All the world’s insects, 70 percent of its birds and 65 percent of its mammals are too small to be fitted with existing tracking technology, according to the project’s website. But researchers working on ICARUS have created transmitters that weigh just five grams, and in the next five years, they expect to shrink the trackers enough to attach them to insects such as locusts, according to Inside Science.
The solar-powered tags can be reused and are sturdy enough to last an animal’s lifetime, according to the Times. The tech is also rather cost effective compared to exsisting technology. Each ICARUS tracker currently costs $500, while traditional satellite tags can cost several thousand dollars. This price point has obvious benefits for the tight budgets of researchers and conservation organizations, and the project hopes to reduce costs even further.
Nathan Senner, a biologist at the University of South Carolina, tells the Times that ICARUS “will truly change the study of animal migration.” Senner hopes to use the system to track the Hudsonian godwit, a bird that migrates nearly 10,000 miles from Chile’s southern tip to Alaska. “We could get location estimates that are much more precise and help us develop targeted, on the ground conservation measures,” Senner tells the Times.
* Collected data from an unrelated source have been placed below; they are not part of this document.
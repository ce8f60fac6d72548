//! HTTP middleware components.
//!
//! Middleware run before route handlers and may short-circuit a request,
//! e.g. reject it when the caller is not authenticated.

/// Bearer JWT authentication
pub mod auth;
Monitoring animal movements could also benefit humans. Trackers affixed to goats living near the volcano Mount Etna in Italy have confirmed what many farmers suspected all along: the animals retreat to the forests in the hours before an eruption, according to Inside Science. Such behaviors can act as an early warning sign, giving humans a “sixth sense,” Wikelski tells Inside Science.
ICARUS could also help monitor animal species tied to disease outbreaks or threatened by poaching, per the Times. Though the technology isn’t yet light enough to directly track crop-devouring locusts, but the researchers write that tracking storks that travel to feed near the locusts’ eggs can warn locals of an impending swarm.
But perhaps the clearest application of this ‘internet of animals’ is for conservation. Climate change is changing migratory routes, the timing of seasons and altering habitats in ways that have sent animals to unexpected places. Wikelski tells the Times that the massive tracking network can help land managers understand how and where wildlife needs protection even as climate change seems to move the ground under their feet.
The system will allow everyone to access its data online with few exceptions, allowing it to be combined and overlaid with other data streams. And for those looking to follow their favorite creatures around the globe, there is an app called Animal Tracker which also allows users to report observations if they lay eyes on a tagged animal in the wild.
Some are concerned about the potential negative impacts that attaching trackers of any size to everything that flies, hops or runs, citing the trauma of being tagged in the first place and the burden of carrying the device, reported Jason Gregg of Mongabay in 2019. The tags themselves also become bits of trash the second the pop off, with the potential to pollute pristine ecosystems.
Others worry that properly interpreting the onslaught of data could prove challenging without a historical backdrop. Birds’ migratory routes can change drastically and unpredictably from year to year, Mark Hebblewhite, a wildlife biologist at the University of Montana, tells the Times. He says ICARUS creates a danger of conservation decisions being made by managers “who don’t know anything about birds except dots on a map.”
But despite those worries Hebblewhite’s assessment is positive: “We’ll get a lot of things from ICARUS we can’t get any other way,” he tells the Times. “It’s exciting.”